§ **Problem details**
Working from the top of the records below, reproduce each line exactly, ending once you have written the line containing "pub fn random_hex(len: usize)".

§ **Data supplied**
--------------------------------------------------

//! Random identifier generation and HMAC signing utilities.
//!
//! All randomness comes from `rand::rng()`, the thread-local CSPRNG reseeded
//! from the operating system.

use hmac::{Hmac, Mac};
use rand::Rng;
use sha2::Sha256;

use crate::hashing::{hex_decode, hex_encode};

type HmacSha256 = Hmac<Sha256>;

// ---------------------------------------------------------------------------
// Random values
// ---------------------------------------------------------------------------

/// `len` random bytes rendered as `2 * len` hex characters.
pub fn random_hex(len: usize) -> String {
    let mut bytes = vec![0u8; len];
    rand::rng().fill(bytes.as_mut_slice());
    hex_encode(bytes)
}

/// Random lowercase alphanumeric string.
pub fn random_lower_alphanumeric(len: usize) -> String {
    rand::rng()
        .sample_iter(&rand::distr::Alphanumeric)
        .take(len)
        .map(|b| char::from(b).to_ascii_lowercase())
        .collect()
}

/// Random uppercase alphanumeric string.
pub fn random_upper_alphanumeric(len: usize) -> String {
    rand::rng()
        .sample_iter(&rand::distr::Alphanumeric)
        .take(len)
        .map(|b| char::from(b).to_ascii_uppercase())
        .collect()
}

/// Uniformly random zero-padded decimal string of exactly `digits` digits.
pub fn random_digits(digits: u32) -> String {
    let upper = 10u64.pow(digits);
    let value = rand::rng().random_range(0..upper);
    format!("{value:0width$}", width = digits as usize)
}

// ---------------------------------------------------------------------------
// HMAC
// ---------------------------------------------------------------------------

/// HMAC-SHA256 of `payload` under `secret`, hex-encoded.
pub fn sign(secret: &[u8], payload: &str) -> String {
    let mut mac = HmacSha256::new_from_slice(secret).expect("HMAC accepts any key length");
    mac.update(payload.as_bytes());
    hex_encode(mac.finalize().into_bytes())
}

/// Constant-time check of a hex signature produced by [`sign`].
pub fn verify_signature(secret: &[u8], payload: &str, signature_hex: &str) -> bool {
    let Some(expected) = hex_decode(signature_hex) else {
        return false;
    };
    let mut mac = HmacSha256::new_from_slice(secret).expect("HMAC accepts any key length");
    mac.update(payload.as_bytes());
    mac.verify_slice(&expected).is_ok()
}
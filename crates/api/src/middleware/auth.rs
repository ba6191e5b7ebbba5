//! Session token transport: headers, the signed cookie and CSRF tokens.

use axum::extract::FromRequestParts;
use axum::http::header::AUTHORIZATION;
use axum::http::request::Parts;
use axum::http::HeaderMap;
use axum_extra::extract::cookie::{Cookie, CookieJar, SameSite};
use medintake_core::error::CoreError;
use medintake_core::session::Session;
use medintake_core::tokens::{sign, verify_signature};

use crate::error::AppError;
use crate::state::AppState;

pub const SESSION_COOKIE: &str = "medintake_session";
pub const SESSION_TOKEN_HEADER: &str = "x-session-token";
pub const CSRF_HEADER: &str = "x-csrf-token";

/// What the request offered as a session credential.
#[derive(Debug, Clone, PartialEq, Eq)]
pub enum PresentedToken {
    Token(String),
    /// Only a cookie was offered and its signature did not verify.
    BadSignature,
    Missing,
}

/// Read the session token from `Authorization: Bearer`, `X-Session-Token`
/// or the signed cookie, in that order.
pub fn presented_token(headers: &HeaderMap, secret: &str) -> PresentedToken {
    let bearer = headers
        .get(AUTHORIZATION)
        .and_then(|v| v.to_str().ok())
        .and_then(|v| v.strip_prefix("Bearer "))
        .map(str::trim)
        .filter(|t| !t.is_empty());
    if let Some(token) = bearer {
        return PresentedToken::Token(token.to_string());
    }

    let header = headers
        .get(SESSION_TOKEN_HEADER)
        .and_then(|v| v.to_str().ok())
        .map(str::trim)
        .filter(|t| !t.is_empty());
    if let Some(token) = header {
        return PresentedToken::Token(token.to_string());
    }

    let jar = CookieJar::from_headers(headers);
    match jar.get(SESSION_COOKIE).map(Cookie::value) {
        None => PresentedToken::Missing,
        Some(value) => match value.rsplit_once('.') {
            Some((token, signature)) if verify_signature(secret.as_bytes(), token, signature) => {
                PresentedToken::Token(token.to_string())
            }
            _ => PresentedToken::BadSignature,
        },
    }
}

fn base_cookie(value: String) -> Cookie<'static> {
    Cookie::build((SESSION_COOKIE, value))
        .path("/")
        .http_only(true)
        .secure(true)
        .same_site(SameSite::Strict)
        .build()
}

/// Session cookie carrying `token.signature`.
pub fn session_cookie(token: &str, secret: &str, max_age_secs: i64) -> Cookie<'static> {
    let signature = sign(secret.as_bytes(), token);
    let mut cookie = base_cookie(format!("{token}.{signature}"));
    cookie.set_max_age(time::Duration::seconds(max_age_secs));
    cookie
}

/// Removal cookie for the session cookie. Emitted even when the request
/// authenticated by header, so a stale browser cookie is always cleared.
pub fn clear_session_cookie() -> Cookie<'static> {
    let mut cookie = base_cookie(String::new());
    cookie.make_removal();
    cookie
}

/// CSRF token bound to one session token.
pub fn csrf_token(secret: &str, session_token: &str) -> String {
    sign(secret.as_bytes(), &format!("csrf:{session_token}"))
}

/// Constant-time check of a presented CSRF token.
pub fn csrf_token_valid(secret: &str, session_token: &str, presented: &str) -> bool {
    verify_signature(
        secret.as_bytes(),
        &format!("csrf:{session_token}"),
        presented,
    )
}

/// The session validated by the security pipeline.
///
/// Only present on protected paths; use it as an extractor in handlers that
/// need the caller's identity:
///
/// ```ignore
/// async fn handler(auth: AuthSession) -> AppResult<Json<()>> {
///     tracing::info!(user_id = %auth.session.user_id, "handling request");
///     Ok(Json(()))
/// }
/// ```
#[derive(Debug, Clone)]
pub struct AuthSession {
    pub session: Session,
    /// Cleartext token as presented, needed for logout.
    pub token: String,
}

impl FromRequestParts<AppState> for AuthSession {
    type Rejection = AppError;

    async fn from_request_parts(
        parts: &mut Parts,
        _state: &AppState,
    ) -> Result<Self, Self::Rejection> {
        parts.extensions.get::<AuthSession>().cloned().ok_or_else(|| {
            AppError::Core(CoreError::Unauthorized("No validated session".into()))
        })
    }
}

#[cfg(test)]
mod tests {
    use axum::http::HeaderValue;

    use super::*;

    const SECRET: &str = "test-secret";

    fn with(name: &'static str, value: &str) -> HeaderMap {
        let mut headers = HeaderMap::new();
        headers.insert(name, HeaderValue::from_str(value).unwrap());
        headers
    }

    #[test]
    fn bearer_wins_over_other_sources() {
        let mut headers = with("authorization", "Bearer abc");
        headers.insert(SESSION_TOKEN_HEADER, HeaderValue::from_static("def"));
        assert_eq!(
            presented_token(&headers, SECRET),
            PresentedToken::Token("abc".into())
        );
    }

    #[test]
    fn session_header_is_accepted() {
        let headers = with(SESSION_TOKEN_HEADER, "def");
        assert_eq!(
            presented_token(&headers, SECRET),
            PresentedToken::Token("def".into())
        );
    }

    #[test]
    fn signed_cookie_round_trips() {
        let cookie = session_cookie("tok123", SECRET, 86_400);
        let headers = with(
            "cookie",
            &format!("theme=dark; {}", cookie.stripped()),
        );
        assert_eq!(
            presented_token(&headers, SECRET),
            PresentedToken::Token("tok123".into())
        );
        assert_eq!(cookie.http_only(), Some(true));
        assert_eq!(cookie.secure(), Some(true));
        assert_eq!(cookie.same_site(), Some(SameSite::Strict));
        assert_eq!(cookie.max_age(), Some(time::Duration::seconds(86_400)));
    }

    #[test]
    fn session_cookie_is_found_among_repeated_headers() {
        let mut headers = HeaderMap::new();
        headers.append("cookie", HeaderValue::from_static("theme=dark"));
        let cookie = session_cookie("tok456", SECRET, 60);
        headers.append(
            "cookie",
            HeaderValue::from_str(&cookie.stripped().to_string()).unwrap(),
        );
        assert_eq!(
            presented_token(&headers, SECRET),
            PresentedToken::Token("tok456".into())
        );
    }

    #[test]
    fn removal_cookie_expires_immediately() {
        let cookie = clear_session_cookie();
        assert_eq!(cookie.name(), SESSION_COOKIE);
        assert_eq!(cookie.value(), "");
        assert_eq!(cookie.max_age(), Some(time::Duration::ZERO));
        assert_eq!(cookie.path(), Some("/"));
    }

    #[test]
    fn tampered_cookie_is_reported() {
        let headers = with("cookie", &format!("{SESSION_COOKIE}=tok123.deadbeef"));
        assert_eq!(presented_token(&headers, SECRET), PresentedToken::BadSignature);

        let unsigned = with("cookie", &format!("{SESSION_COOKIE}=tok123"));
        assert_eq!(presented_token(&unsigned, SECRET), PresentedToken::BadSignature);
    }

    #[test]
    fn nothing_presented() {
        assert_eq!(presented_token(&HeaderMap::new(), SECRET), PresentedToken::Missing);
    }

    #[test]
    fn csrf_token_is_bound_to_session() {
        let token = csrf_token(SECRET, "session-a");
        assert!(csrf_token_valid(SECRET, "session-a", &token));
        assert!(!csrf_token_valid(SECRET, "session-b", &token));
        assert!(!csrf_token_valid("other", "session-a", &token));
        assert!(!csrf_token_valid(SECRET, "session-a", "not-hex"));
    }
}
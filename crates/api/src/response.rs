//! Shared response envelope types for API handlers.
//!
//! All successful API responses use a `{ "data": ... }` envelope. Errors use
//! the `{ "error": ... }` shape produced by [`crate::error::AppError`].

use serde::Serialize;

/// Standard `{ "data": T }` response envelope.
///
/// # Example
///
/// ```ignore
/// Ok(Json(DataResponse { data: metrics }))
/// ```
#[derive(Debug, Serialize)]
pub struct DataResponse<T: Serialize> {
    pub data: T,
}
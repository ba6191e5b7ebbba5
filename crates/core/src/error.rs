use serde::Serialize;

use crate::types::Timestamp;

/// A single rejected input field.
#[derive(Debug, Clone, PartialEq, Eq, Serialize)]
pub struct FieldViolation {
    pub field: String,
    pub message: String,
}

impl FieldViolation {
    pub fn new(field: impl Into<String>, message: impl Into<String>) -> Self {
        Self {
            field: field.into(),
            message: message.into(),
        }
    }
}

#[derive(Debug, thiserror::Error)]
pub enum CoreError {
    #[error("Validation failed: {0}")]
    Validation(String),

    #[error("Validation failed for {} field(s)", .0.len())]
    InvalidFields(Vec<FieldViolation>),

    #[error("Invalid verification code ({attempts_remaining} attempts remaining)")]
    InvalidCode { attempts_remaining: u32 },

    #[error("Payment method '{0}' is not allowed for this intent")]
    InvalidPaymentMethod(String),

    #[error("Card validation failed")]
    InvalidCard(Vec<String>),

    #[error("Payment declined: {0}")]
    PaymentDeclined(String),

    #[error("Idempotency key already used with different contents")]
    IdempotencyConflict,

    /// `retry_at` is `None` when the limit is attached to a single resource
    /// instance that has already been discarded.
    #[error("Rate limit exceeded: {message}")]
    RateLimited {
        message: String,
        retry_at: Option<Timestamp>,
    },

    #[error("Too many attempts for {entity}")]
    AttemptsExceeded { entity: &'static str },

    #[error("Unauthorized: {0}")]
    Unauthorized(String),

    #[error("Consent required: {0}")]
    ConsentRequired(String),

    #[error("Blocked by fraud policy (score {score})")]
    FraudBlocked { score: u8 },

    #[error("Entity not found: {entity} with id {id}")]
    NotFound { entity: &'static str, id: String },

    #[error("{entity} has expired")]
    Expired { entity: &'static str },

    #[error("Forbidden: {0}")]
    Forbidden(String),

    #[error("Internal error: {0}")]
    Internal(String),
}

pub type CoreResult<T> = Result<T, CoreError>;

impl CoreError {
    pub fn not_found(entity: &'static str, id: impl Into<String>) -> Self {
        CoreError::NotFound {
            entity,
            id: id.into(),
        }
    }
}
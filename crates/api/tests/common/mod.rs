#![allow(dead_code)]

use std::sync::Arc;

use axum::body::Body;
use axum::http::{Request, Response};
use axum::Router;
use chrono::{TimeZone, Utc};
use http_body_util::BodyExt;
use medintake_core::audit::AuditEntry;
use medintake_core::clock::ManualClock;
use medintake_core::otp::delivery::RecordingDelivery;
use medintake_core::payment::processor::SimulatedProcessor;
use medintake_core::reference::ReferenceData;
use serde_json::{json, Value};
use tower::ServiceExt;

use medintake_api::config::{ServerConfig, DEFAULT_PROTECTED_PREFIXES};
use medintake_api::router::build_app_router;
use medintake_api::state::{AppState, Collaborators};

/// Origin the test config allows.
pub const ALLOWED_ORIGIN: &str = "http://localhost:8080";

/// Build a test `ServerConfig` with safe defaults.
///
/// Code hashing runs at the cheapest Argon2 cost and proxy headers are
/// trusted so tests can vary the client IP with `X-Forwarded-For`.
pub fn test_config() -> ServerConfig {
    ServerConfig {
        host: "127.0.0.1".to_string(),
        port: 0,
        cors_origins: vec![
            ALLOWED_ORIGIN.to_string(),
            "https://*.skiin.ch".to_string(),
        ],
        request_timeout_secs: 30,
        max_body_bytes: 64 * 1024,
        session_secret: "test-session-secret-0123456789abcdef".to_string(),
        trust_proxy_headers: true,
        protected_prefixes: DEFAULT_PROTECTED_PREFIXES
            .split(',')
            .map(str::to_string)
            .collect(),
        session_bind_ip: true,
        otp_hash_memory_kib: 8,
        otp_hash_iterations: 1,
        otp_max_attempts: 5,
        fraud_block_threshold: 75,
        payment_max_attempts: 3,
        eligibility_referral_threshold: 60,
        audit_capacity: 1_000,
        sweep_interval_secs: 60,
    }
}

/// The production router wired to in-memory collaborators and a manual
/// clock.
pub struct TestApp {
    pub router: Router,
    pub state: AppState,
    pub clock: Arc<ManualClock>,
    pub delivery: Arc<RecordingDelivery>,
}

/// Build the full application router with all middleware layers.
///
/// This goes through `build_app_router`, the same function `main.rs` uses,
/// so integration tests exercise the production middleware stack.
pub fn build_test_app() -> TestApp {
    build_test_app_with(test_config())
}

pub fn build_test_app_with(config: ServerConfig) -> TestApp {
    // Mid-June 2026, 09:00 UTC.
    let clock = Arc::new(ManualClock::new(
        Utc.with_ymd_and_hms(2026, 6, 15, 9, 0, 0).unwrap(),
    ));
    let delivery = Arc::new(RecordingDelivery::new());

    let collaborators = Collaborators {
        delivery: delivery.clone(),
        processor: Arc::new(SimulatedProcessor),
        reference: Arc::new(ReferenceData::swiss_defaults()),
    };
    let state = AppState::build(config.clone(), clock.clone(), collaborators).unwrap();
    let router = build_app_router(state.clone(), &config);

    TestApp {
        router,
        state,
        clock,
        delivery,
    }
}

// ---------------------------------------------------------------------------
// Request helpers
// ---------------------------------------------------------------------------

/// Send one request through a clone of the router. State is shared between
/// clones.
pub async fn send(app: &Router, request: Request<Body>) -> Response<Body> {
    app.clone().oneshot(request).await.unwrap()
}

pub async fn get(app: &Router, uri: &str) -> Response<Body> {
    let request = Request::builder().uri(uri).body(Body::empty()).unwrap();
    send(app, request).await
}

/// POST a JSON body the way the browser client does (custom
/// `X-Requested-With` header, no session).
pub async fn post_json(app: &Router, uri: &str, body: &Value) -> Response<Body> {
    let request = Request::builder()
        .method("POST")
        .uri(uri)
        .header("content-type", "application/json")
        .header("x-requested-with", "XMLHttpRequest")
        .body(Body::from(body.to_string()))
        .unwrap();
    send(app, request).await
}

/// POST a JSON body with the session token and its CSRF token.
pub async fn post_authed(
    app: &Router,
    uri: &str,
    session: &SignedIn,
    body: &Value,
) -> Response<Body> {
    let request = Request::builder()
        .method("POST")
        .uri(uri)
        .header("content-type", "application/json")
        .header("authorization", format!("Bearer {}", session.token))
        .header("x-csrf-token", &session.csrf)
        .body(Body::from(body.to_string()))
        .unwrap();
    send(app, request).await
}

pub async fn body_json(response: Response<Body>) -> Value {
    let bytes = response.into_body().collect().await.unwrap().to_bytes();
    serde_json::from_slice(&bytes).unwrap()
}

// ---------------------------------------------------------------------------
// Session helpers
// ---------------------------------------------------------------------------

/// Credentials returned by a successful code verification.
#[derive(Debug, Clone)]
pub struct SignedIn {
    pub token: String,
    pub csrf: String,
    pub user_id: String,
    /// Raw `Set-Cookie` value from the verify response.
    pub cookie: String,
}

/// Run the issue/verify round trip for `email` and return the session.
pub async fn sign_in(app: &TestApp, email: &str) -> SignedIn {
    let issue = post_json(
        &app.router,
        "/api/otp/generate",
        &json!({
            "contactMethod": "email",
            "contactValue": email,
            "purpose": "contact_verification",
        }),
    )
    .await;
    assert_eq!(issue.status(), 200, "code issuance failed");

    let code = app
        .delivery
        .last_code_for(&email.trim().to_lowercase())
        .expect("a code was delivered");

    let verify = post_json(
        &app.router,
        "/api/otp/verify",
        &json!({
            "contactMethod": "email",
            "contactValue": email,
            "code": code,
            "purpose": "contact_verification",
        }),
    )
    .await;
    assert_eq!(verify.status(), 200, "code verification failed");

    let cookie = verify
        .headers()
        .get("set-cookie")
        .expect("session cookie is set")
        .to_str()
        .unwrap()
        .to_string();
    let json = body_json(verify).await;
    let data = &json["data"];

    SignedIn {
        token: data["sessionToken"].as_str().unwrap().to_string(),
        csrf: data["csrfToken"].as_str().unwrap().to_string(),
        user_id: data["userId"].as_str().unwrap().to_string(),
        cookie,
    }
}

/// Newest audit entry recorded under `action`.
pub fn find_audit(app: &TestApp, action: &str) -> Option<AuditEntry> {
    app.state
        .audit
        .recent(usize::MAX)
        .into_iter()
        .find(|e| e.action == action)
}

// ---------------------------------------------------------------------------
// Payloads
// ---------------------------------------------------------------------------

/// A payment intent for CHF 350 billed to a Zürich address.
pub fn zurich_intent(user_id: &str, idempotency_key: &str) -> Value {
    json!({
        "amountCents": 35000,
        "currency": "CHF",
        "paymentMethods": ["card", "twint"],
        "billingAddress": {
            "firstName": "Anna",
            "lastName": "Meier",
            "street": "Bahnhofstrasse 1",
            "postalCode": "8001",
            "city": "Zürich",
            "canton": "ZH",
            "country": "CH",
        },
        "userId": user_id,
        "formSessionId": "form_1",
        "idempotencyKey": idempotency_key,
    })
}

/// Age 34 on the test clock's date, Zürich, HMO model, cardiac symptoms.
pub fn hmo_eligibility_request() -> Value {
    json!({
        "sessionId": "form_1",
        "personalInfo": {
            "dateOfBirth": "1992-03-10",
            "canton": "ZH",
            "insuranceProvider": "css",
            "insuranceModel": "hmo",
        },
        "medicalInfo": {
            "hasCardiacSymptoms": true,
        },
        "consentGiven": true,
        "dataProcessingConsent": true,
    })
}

--------------------------------------------------

§ **Task response**
//! Random identifier generation and HMAC signing utilities.
//!
//! All randomness comes from `rand::rng()`, the thread-local CSPRNG reseeded
//! from the operating system.

use hmac::{Hmac, Mac};
use rand::Rng;
use sha2::Sha256;

use crate::hashing::{hex_decode, hex_encode};

type HmacSha256 = Hmac<Sha256>;

// ---------------------------------------------------------------------------
// Random values
// ---------------------------------------------------------------------------

/// `len` random bytes rendered as `2 * len` hex characters.
pub fn random_hex(len: usize) -> String {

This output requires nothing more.